A conta dos brasileiros em subsidiar moradias para carreiras do serviço público com salários acima dos R$ 23 mil só tende a aumentar. Isso porque o TCU (Tribunal de Contas da União) liberou o pagamento de auxílio moradia para todos os ministros, ministros-substitutos e integrantes do Ministério Público de Contas.
Em Mato Grosso do Sul o benefício é pago aos membros do Ministério Público e Tribunal de Justiça e soma mais de 27 milhões anuais aos cofres públicos. A informação consta nos Portais de Transparência. De acordo com a Resolução que autoriza o benefício, o valor é pago mesmo para aqueles que possuem imóveis próprios nas cidades onde trabalham.
A decisão do TCU - de liberar a ajuda de custo - foi tomada no último dia 4 de fevereiro e prevê o pagamento retroativo a 15 de setembro de 2014, data em que MPs e TJs regulamentaram seus pagamentos. O posicionamento deve orientar as Cortes Estaduais, que receberam uma solicitação da Atricon (Associação dos Tribunais de Contas do Brasil) para reconhecerem o direito de seus integrantes ao auxílio.
Atualmente o TCU conta com nove ministros titulares e quatro substitutos, bem como seis procuradores do Ministério Público de Contas. Nos estados, os números de conselheiros é fixado em sete pela Constituição. Já a composição dos seis tribunais ligados a municípios é variável.
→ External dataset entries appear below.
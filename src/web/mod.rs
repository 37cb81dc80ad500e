//! JSON API for recipe lookup with per-conversation sessions.
//!
//! Each client creates a session and then issues find and suggest requests
//! against it. Sessions are isolated: ordinal selection and "the current
//! recipe" only ever refer to the caller's own earlier requests.
//!
//! ## Starting the Server
//!
//! ```text
//! # Start on default port 8080
//! recipe-finder serve
//!
//! # Custom port and corpus
//! recipe-finder serve --port 3000 --corpus my_recipes.csv
//!
//! # Bind to all interfaces
//! recipe-finder serve --address 0.0.0.0
//! ```
//!
//! ## API Endpoints
//!
//! - `GET /api/health` - Liveness and corpus size
//! - `GET /api/corpus` - List all recipe names
//! - `POST /api/sessions` - Start a session
//! - `DELETE /api/sessions/{id}` - End a session
//! - `POST /api/sessions/{id}/find` - Resolve a recipe name (`{"name", "restriction"}`)
//! - `POST /api/sessions/{id}/suggest` - Suggest recipes (`{"ingredients", "restriction"}`)
//! - `GET /api/sessions/{id}/recipe` - Ingredients and steps of the current recipe

pub mod server;
use std::path::Path;

fn main() {
    let corpus_path = Path::new("corpus/recipes.json");
    validate_corpus_file(corpus_path);
    set_build_dependencies();
}

fn validate_corpus_file(corpus_path: &Path) {
    // Ensure corpus exists at build time
    assert!(
        corpus_path.exists(),
        "\n\nCORPUS BUILD ERROR: File not found\n\
         Path: {}\n\
         Please create the corpus file before building.\n",
        corpus_path.display()
    );

    // Read corpus file
    let corpus_contents = std::fs::read_to_string(corpus_path).unwrap_or_else(|e| {
        panic!(
            "\n\nCORPUS BUILD ERROR: Failed to read file\n\
             Path: {}\n\
             Error: {e}\n",
            corpus_path.display()
        );
    });

    // Parse and validate JSON
    let corpus: serde_json::Value = serde_json::from_str(&corpus_contents).unwrap_or_else(|e| {
        panic!(
            "\n\nCORPUS BUILD ERROR: Invalid JSON\n\
             Path: {}\n\
             Error: {e}\n\
             Hint: Check for missing commas, brackets, or invalid syntax.\n",
            corpus_path.display()
        );
    });

    validate_corpus_structure(&corpus);
}

fn validate_corpus_structure(corpus: &serde_json::Value) {
    assert!(
        corpus.is_object(),
        "\n\nCORPUS BUILD ERROR: Root must be a JSON object\n\
         Got: {corpus}\n"
    );

    assert!(
        corpus.get("version").and_then(serde_json::Value::as_str).is_some(),
        "\n\nCORPUS BUILD ERROR: Missing 'version' string\n"
    );

    let recipes = corpus.get("recipes").unwrap_or_else(|| {
        panic!(
            "\n\nCORPUS BUILD ERROR: Missing 'recipes' field\n\
             The corpus must have a top-level 'recipes' array.\n"
        );
    });

    let recipes = recipes.as_array().unwrap_or_else(|| {
        panic!(
            "\n\nCORPUS BUILD ERROR: 'recipes' must be an array\n\
             Got: {recipes}\n"
        );
    });

    for (i, recipe) in recipes.iter().enumerate() {
        validate_recipe_fields(recipe, i);
    }

    println!(
        "cargo:warning=Validated corpus: {} recipes",
        recipes.len()
    );
}

fn validate_recipe_fields(recipe: &serde_json::Value, index: usize) {
    let name = recipe
        .get("name")
        .and_then(serde_json::Value::as_str)
        .unwrap_or_default();

    assert!(
        !name.trim().is_empty(),
        "\n\nCORPUS BUILD ERROR: Recipe at index {index} missing a non-empty 'name' field\n"
    );

    // Ingredients may be a list or a string (list literal or comma-separated)
    let ingredients = recipe.get("ingredients");
    let has_ingredients = match ingredients {
        Some(serde_json::Value::Array(items)) => !items.is_empty(),
        Some(serde_json::Value::String(text)) => !text.trim().is_empty(),
        _ => false,
    };
    assert!(
        has_ingredients,
        "\n\nCORPUS BUILD ERROR: Recipe '{name}' (index {index}) has no ingredients\n"
    );
}

fn set_build_dependencies() {
    // Tell cargo to rerun if corpus changes
    println!("cargo:rerun-if-changed=corpus/recipes.json");

    // Tell cargo to rerun if build.rs changes
    println!("cargo:rerun-if-changed=build.rs");
}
Em Mato Grosso do Sul o salário dos conselheiros é de R$ 26,5 mil e dos auditores R$ 25,2 mil. Além disso, para cargos de presidente, vice-presidente e corregedor, os conselheiros recebem uma gratificação de 35%, 30% e 25%, respectivamente.
Pagamentos de auxílio
No MPE, os 211 membros recebem em média R$ 5,6 mil cada de auxilio moradia. No TJ os 171 juízes recebem R$ 6 mil mensais e desembargadores R$ 6,7 mil por mês cada. Os ministros do STJ (Superior Tribunal de Justiça), recebem R$ 4,3 mil mensais; já no STF (Supremo Tribunal Federal) nenhum dos ministros recebe o benefício.
A regulamentação para conceder o pagamento foi feita com base em decisão provisória do ministro do STF, Luiz Fux, concedida em setembro. O tema ainda será analisado pelo plenário da Corte, em data não definida. Enquanto isso, as verbas públicas do Estado concedam a ajuda de custo de forma indiscriminada. Isso porque apesar de o auxilio se tratar de verba indenizatória, ou seja, com objetivo de repor despesas com o desempenho da função, é paga até para quem possui imóvel.